2013-07-09 13 views
28

Potrafię wykreślić wykres punktowy i pokolorować punkty na podstawie jednego kryterium, tj. Mogę pokolorować wszystkie punkty> = 3 jako czerwone, a pozostałe jako czarne. chciałbym móc punktów koloru w ten sposób:Punkty rozproszenia w kolorze R na podstawie wartości

  1. = 3 kolor czerwony

  2. < = 1 kolor niebieski
  3. Reszta jako czarne

Poniższy kod kończy etap 1 i 3, ale nie jestem pewien, jak włączyć drugi argument kroku 2

data<- read.table('sample_data.txtt', header=TRUE, row.name=1) 
pos<- data$col_name1 
cn<- data$col_name2 
plot(pos,cn, ylim=c(0,5), col="blue") 
plot(pos,cn, col=ifelse(cn>=3,"red","black"), ylim=c(0,10)) 

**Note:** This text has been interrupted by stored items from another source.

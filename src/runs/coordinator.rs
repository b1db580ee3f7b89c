//! The run poll loop.

use std::sync::Arc;
use std::time::Duration;

use crate::assistant::{AssistantGateway, GatewayError, RunPollStatus};

use super::RunRegistry;

/// Terminal outcome of driving one run to completion.
#[derive(Debug, Clone, PartialEq, Eq)]
pub enum RunOutcome {
    /// The run finished; the assistant's reply text is attached.
    Completed(String),
    /// A cancel request was observed and honored.
    Cancelled,
    /// The remote run itself failed.
    Failed(String),
}

/// Drives registered runs to a terminal outcome.
///
/// The coordinator owns the registry and the poll loop. Cancellation is
/// cooperative: [`RunRegistry::request_cancel`] flips a flag that the loop
/// observes at most once per tick, between gateway calls. There is no
/// guarantee the flag is seen immediately — only eventually, bounded by the
/// poll interval.
#[derive(Clone)]
pub struct RunCoordinator {
    gateway: Arc<dyn AssistantGateway>,
    registry: RunRegistry,
    poll_interval: Duration,
}

impl std::fmt::Debug for RunCoordinator {
    fn fmt(&self, f: &mut std::fmt::Formatter<'_>) -> std::fmt::Result {
        f.debug_struct("RunCoordinator")
            .field("registry", &self.registry)
            .field("poll_interval", &self.poll_interval)
            .finish()
    }
}

impl RunCoordinator {
    /// Create a coordinator with the given gateway and fixed poll interval.
    #[must_use]
    pub fn new(gateway: Arc<dyn AssistantGateway>, poll_interval: Duration) -> Self {
        Self {
            gateway,
            registry: RunRegistry::new(),
            poll_interval,
        }
    }

    /// The shared run registry.
    #[must_use]
    pub fn registry(&self) -> &RunRegistry {
        &self.registry
    }

    /// Track a freshly started run and make it cancellable.
    pub fn register(&self, run_id: &str, thread_id: &str) {
        self.registry.register(run_id, thread_id);
        tracing::debug!(run_id = %run_id, thread_id = %thread_id, "Run registered");
    }

    /// Poll a registered run until it reaches a terminal outcome.
    ///
    /// Each tick polls the remote run, then re-reads the registry entry
    /// before interpreting the status: a cancel flag set by a concurrent
    /// caller wins over whatever the poll returned. Every exit path —
    /// completion, failure, cancellation, or a gateway error — removes the
    /// registry entry exactly once before returning.
    ///
    /// # Errors
    ///
    /// Returns the first [`GatewayError`] raised by any remote call inside
    /// the loop. No call is retried.
    pub async fn drive(
        &self,
        api_key: &str,
        run_id: &str,
        thread_id: &str,
    ) -> Result<RunOutcome, GatewayError> {
        loop {
            let status = match self.gateway.poll_run(api_key, thread_id, run_id).await {
                Ok(status) => status,
                Err(e) => {
                    self.registry.remove(run_id);
                    tracing::error!(run_id = %run_id, error = %e, "Run poll failed");
                    return Err(e);
                }
            };

            // The cancel flag wins over the polled status.
            if self.registry.cancel_requested(run_id) {
                let cancelled = self.gateway.cancel_run(api_key, thread_id, run_id).await;
                self.registry.remove(run_id);
                cancelled?;
                tracing::info!(run_id = %run_id, "Run cancelled");
                return Ok(RunOutcome::Cancelled);
            }

            match status {
                RunPollStatus::Completed => {
                    self.registry.remove(run_id);
                    let text = self.gateway.latest_message(api_key, thread_id).await?;
                    tracing::info!(
                        run_id = %run_id,
                        reply_length = text.len(),
                        "Run completed"
                    );
                    return Ok(RunOutcome::Completed(text));
                }
                RunPollStatus::Failed { reason } => {
                    self.registry.remove(run_id);
                    tracing::warn!(run_id = %run_id, reason = %reason, "Run failed remotely");
                    return Ok(RunOutcome::Failed(reason));
                }
                RunPollStatus::InProgress => {
                    tracing::trace!(run_id = %run_id, "Run still in progress");
                    tokio::time::sleep(self.poll_interval).await;
                }
            }
        }
    }
}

Każda pomoc będzie świetna !!! góry dzięki

enter image description here

Odpowiedz

40

najlepszą rzeczą do zrobienia jest, aby dodać kolumnę do obiektu danych do reprezentowania koloru punktu. Następnie zaktualizuj sekcje, filtrując.

data<- read.table('sample_data.txtt', header=TRUE, row.name=1) 
# Create new column filled with default colour 
data$Colour="black" 
# Set new column values to appropriate colours 
data$Colour[data$col_name2>=3]="red" 
data$Colour[data$col_name2<=1]="blue" 
# Plot all points at once, using newly generated colours 
plot(data$col_name1,data$col_name2, ylim=c(0,5), col=data$Colour, ylim=c(0,10)) 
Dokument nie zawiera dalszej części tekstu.